Morocco's borrowed stability
Europe lends, Washington recognises, China builds, the Gulf reassures. Every contradiction gets financed and sold rather than resolved. The King has successfully borrowed his stability.

On 5 June 2026, the European Investment Bank released a further 500 million euros for Morocco, completing a billion-euro commitment to the High Atlas towns wrecked by the 2023 earthquake. Recovery efforts will include rebuilding roads, schools, clinics and others.
The new loan tranch extends an approach the palace has spent 15 years refining which seeks the conversion of outside dependency into domestic control as the region is ravaged with the Strait of Hormuz crisis consequences.

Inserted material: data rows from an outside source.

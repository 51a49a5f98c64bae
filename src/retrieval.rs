//! Retrieval tool consumed by the conversation engine.

use std::sync::Arc;

use serde_json::{json, Value};

use crate::document::Chunk;
use crate::errors::ChatbotError;
use crate::index::SharedIndex;
use crate::llm::{Embedder, ToolSpec};

pub const RETRIEVE_TOOL_NAME: &str = "retrieve";
pub const DEFAULT_TOP_K: usize = 5;

/// Tool declaration offered to the chat model during the decide step.
pub fn retrieve_tool_spec() -> ToolSpec {
    ToolSpec {
        name: RETRIEVE_TOOL_NAME.to_string(),
        description: "Retrieve information related to a query.".to_string(),
        parameters: json!({
            "type": "object",
            "properties": {
                "query": {
                    "type": "string",
                    "description": "Natural-language query over the indexed documents."
                }
            },
            "required": ["query"]
        }),
    }
}

/// Result of one retrieval: the serialized payload the generation step sees
/// plus the raw matched chunks.
#[derive(Debug, Clone)]
pub struct Retrieval {
    pub serialized: String,
    pub chunks: Vec<Chunk>,
}

/// Wraps the vector index behind a callable contract. Read-only with respect
/// to index state.
#[derive(Clone)]
pub struct RetrieveTool {
    index: SharedIndex,
    embedder: Arc<dyn Embedder>,
    top_k: usize,
}

impl RetrieveTool {
    pub fn new(index: SharedIndex, embedder: Arc<dyn Embedder>, top_k: usize) -> Self {
        Self {
            index,
            embedder,
            top_k,
        }
    }

    pub async fn retrieve(&self, query: &str) -> Result<Retrieval, ChatbotError> {
        let query_vector = self.embedder.embed_query(query).await?;
        let results = self
            .index
            .read()
            .await
            .search(&query_vector, self.top_k)
            .map_err(|err| ChatbotError::Retrieval(err.to_string()))?;

        tracing::debug!(query, hits = results.len(), "retrieved chunks");

        let serialized = results
            .iter()
            .map(|(chunk, _)| {
                format!(
                    "Source: {}\nContent: {}",
                    Value::Object(chunk.metadata.clone()),
                    chunk.content
                )
            })
            .collect::<Vec<_>>()
            .join("\n\n");
        let chunks = results.into_iter().map(|(chunk, _)| chunk).collect();

        Ok(Retrieval { serialized, chunks })
    }
}
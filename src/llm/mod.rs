//! Chat model and embedder capabilities.
//!
//! `types` defines the message model exchanged with chat models, `provider`
//! the abstract capability traits, and `openai_compat` an implementation for
//! OpenAI-compatible HTTP endpoints.

pub mod openai_compat;
pub mod provider;
pub mod types;

pub use openai_compat::{OpenAiCompatEmbedder, OpenAiCompatFactory, OpenAiCompatProvider};
pub use provider::{ChatModel, ChatModelFactory, Embedder};
pub use types::{Message, ToolCall, ToolSpec};
use thiserror::Error;

/// Error taxonomy for the whole crate.
///
/// `Configuration` and `DimensionMismatch` are fatal and raised before any
/// work begins; they are never retried. `Extraction` is per-source and never
/// aborts an ingestion batch. `Provider` covers transient upstream failures,
/// while `InvalidCredentials` marks a model-initialization failure the caller
/// should not retry blindly. `Retrieval` aborts the current conversation turn
/// only.
#[derive(Debug, Error)]
pub enum ChatbotError {
    #[error("configuration error: {0}")]
    Configuration(String),
    #[error("dimension mismatch: expected {expected}, got {actual}")]
    DimensionMismatch { expected: usize, actual: usize },
    #[error("extraction failed for {path}: {reason}")]
    Extraction { path: String, reason: String },
    #[error("provider error: {0}")]
    Provider(String),
    #[error("invalid credentials: {0}")]
    InvalidCredentials(String),
    #[error("retrieval failed: {0}")]
    Retrieval(String),
}

impl ChatbotError {
    pub fn provider<E: std::fmt::Display>(err: E) -> Self {
        ChatbotError::Provider(err.to_string())
    }

    pub fn configuration<E: std::fmt::Display>(err: E) -> Self {
        ChatbotError::Configuration(err.to_string())
    }

    /// Whether a retry of the same operation could plausibly succeed.
    pub fn is_transient(&self) -> bool {
        matches!(self, ChatbotError::Provider(_))
    }
}
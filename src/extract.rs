//! Text extraction capability.

use std::path::Path;

use async_trait::async_trait;

use crate::errors::ChatbotError;

/// Extracts the raw text of a source document as a sequence of pages.
///
/// Page granularity is kept so the ingestion pipeline can apply an explicit
/// page pre-filter before chunking. Sources without a page concept return a
/// single page.
#[async_trait]
pub trait TextExtractor: Send + Sync {
    async fn extract(&self, source: &Path) -> Result<Vec<String>, ChatbotError>;
}

/// Reads UTF-8 text files; the whole file is one page.
pub struct PlainTextExtractor;

#[async_trait]
impl TextExtractor for PlainTextExtractor {
    async fn extract(&self, source: &Path) -> Result<Vec<String>, ChatbotError> {
        let text = tokio::fs::read_to_string(source)
            .await
            .map_err(|err| ChatbotError::Extraction {
                path: source.display().to_string(),
                reason: err.to_string(),
            })?;
        Ok(vec![text])
    }
}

Morocco is not a kingdom quietly rebuilding, and not a logistics hub lucky to sit beside a war, but a monarchy that has learned to turn its own contradictions into leverage to stabilise the regime.
In this approach, Europe lends, Washington recognises, the Gulf reassures, China builds, Moscow abstains rather than blocks, and a burning region keeps routing capital, cargo and migrants through the government that still looks calm.
The war on Iran expedited the process. When US and Israeli strikes hit Iran on 28 February 2026 and Tehran answered by closing the Strait of Hormuz, the Gulf turned overnight from a key corridor into a target. Tanger Med, which moved 11.1 million containers and 161 million tonnes in 2025, suddenly presented itself not as a periphery but as the route that still works.
Fortunately, Morocco is more stable than almost all countries around it. It is not Egypt, where every external shock passes straight through the Suez Canal, the currency and imported fuel. It is not Jordan, boxed in by aid dependency, refugees and a war on its doorstep. It is not Saudi Arabia, whose own transformation is now lashed to enormous state spending and mounting financial strain.
However, whilst the advantage is real, the danger is to read that stability as regime health. Morocco is not strong because its social contract delivers. It is strong because the actors around it need its contradictions managed by the palace, and normalisation with Israel requires cementing the King rule.
When private credit stopped paying
The 2011 uprisings forced the monarchy to answer demands for work, services, dignity and accountability, and it survived through constitutional cosmetics, party management, a controlled political opening and tight fiscal discipline. It did not collapse, and it did not become a liberal market. Across the following decade the state quietly rebuilt its central role inside the economy while keeping the language of private enterprise intact.